Customizing Topographical Maps
BGT maps are detailed digital maps of the Dutch landscape that have important objects segmented and labeled such as buildings, roads, water bodies and more. Land and neighborhoods often change and performing all of these updates manually is an arduous process. By enhancing or supporting the BGT charts’ customization process with Computer Vision (CV) models, the cataloguing can be made quicker.
It is becoming cheaper, faster, and easier to create CV models and the value added to data processing has been documented in case after case. The Dutch government is already adopting them, for example, in municipalities and water boards. We have already enjoyed multiple partnerships and collaborations to build and innovate Computer Vision models that can identify (changes to) certain objects or landscapes from aerial photos. The improved efficiency helped these organizations automate processes or improve analyses that had previously been done by hand.
Help Organizations Make Sustainable Impact
One of the core principles for these organizations was not just sustainability of data management, but also shifting towards a sustainable clean energy paradigm supporting climate stability and human resilience. Given our expertise in the area of Computer Vision, we created an internal project, and deployed it as part of our data expertise training, to help these organizations make an impact on the most urgent issues facing us. We posited that including solar panels as a geographic label in the BGT was a great way to harness data technology to work towards sustainability. Our proof of concept was to determine how to easily identify solar panels using aerial, including infrared, photos, and height maps; our goal was to provide robust reliable data that could lead to a systematic understanding and promotion of solar energy improvement or growth.
First, we needed a reliable open-sourced dataset. The municipality of Amsterdam has had a long history of organizing public information, and there has never been more data and better access to it. The city offers high resolution aerial photos (10x10cm per pixel) of the entire area, and an older, still very relevant, dataset from 2017 locates all of the roofs with solar panels (but not the amount, nor the exact location of each individual panel). The other requirements (infrared photos and height maps) were taken from PDOK, an open-source dataset that includes aerial and remote sensing data of the Netherlands.

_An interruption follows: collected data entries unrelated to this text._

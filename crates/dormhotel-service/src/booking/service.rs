//! Booking creation, cancellation, and listing with ownership rules.

use std::sync::Arc;

use tracing::info;

use dormhotel_core::error::AppError;
use dormhotel_core::result::AppResult;
use dormhotel_database::store::BookingStore;
use dormhotel_entity::booking::Booking;
use dormhotel_entity::user::User;

use super::rules::{BookingDraft, Clock};

/// Applies booking rules on behalf of an authenticated actor.
#[derive(Clone)]
pub struct BookingService {
    bookings: Arc<dyn BookingStore>,
    clock: Arc<dyn Clock>,
}

impl std::fmt::Debug for BookingService {
    fn fmt(&self, f: &mut std::fmt::Formatter<'_>) -> std::fmt::Result {
        f.debug_struct("BookingService").finish_non_exhaustive()
    }
}

impl BookingService {
    /// Creates a new booking service.
    pub fn new(bookings: Arc<dyn BookingStore>, clock: Arc<dyn Clock>) -> Self {
        Self { bookings, clock }
    }

    /// Validate and store a booking owned by `actor`.
    pub async fn create(&self, actor: &User, draft: &BookingDraft) -> AppResult<Booking> {
        let new_booking = draft.validate(actor.id, self.clock.today())?;
        let booking = self.bookings.insert(&new_booking).await?;

        info!(
            booking_id = booking.id,
            user_id = actor.id,
            room_type = %booking.room_type,
            check_in = %booking.check_in,
            check_out = %booking.check_out,
            "Booking created"
        );
        Ok(booking)
    }

    /// Delete a booking owned by `actor`, or any booking if `actor` is an admin.
    pub async fn delete(&self, actor: &User, booking_id: i64) -> AppResult<()> {
        let booking = self
            .bookings
            .find_by_id(booking_id)
            .await?
            .ok_or_else(|| AppError::not_found("Booking not found"))?;

        if !actor.can_manage(booking.user_id) {
            return Err(AppError::forbidden("You can only delete your own bookings"));
        }

        // A concurrent delete may win between the lookup and here
        if !self.bookings.delete_by_id(booking_id).await? {
            return Err(AppError::not_found("Booking not found"));
        }

        info!(
            booking_id,
            owner_id = booking.user_id,
            deleted_by = actor.id,
            "Booking deleted"
        );
        Ok(())
    }

    /// All bookings for admins, otherwise only the actor's own.
    pub async fn list(&self, actor: &User) -> AppResult<Vec<Booking>> {
        if actor.is_admin() {
            self.bookings.list_all().await
        } else {
            self.bookings.list_by_owner(actor.id).await
        }
    }
}
//! Admission webhook for berth tenant namespaces
//!
//! Objects created directly by tenants bypass the materialization pipeline,
//! so the cluster calls back here on every CREATE in a tenant namespace:
//! - `POST /mutate` mounts the tenant's storage and dataset volumes and adds
//!   ingress authentication
//! - `POST /validate` rejects host-path volumes outside the tenant's storage
//!
//! Requests for namespaces that do not belong to a tenant, and operations
//! other than CREATE, are allowed unchanged.

#![deny(missing_docs)]

mod error;
mod mutate;
mod validate;

use std::sync::Arc;

use axum::{routing::post, Router};
use berth_common::EngineConfig;
use berth_engine::ClusterClient;
use kube::api::DynamicObject;
use kube::core::admission::{AdmissionRequest, Operation};
use serde_json::Value;

pub use error::WebhookError;
pub use mutate::mutate_handler;
pub use validate::validate_handler;

/// Shared state for webhook handlers
pub struct WebhookState {
    /// Cluster access, for dataset claims
    pub cluster: Arc<dyn ClusterClient>,
    /// Engine configuration (namespace prefix, storage, auth)
    pub config: Arc<EngineConfig>,
}

impl WebhookState {
    /// Create webhook state
    pub fn new(cluster: Arc<dyn ClusterClient>, config: Arc<EngineConfig>) -> Self {
        Self { cluster, config }
    }
}

/// Create the webhook router
pub fn webhook_router(state: Arc<WebhookState>) -> Router {
    Router::new()
        .route("/mutate", post(mutate_handler))
        .route("/validate", post(validate_handler))
        .with_state(state)
}

/// A CREATE in a tenant namespace
struct Admitted<'a> {
    tenant: &'a str,
    namespace: &'a str,
    object: Value,
}

/// Pick out the requests the webhook acts on; `Ok(None)` means allow unchanged
fn admitted<'a>(
    state: &WebhookState,
    request: &'a AdmissionRequest<DynamicObject>,
) -> Result<Option<Admitted<'a>>, WebhookError> {
    if !matches!(request.operation, Operation::Create) {
        return Ok(None);
    }
    let Some(namespace) = request.namespace.as_deref() else {
        return Ok(None);
    };
    let Some(tenant) = state.config.tenant_for_namespace(namespace) else {
        return Ok(None);
    };
    let Some(object) = &request.object else {
        return Err(WebhookError::InvalidReview(
            "CREATE request carries no object".to_string(),
        ));
    };

    let mut object = serde_json::to_value(object)?;
    if let Some(fields) = object.as_object_mut() {
        fields
            .entry("kind")
            .or_insert_with(|| Value::String(request.kind.kind.clone()));
    }
    Ok(Some(Admitted {
        tenant,
        namespace,
        object,
    }))
}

Labeling with a Mechanical Helping Hand
We still had to label all solar panels in Amsterdam manually, but we had a mechanical helping hand. We used QGIS, an open-source geographic information software to speed up the process. Below is an example of the labeling results. On the left, there is a regular aerial photo capturing four buildings in Amsterdam. Labels for solar panels were added and displayed in red. Labeling all solar panels took roughly 30 hours, which sounds tedious, but work was made lighter by many hands; cataloguing was divided between multiple colleagues and spread out over weeks. It was easy enough to do while listening to a good playlist or podcast and helped give the team a mental break from programming.

Labels for solar panels on the houses are displayed in red
Model as a Road Map for New Areas
After we completed labeling, we got to the fun part: training the segmentation model! We used a program based on the DeepLabV3+ architecture with a Resnet50 backbone. More parameters are involved in this model, which makes it very energy and memory intensive to run. Few machines can keep up with this. Thankfully, since the start of 2021, Young Mavericks assembled and installed their own server, which can be deployed whenever a project requires a boost in extra computing power.
Throughout the training, we used 70% of the labeled dataset, and a subset of the other 30%
was used for validation and testing. The results looked promising, as you can see in the image below, as did the metrics (recall≈0.89, MIoU≈0.77). It should be noted that the data used for this project is unique to Amsterdam and the city’s quality and abundance of source data. Therefore, there is no guarantee that this model is so easily replicated in different areas. However, this model can serve as a backbone or road map for whenever data from a new area is added to the training set.

Identifying and Expanding Solar Power
This proof of concept showed that a computer vision model can learn to quickly recognize solar panels from aerial images. This capability can help give organizations a better overview of the current solar panel coverage in their area of interest. Furthermore, with images available from previous years, a comparative analysis can be done to see how and where solar energy has developed over the last few years. This same information can help to understand where solar panels currently don’t exist to help guide policies, programs, and efforts to assist those areas.
Currently, we only segment the surface area of solar panels, but with a few extra features down the road, we will be able to translate surface area to nominal panels or create a new model that recognizes each panel as an individual entity. This will lead to more complex, precise, and workable data sets. Our internal effort to innovate data engineering and model data that matters continues!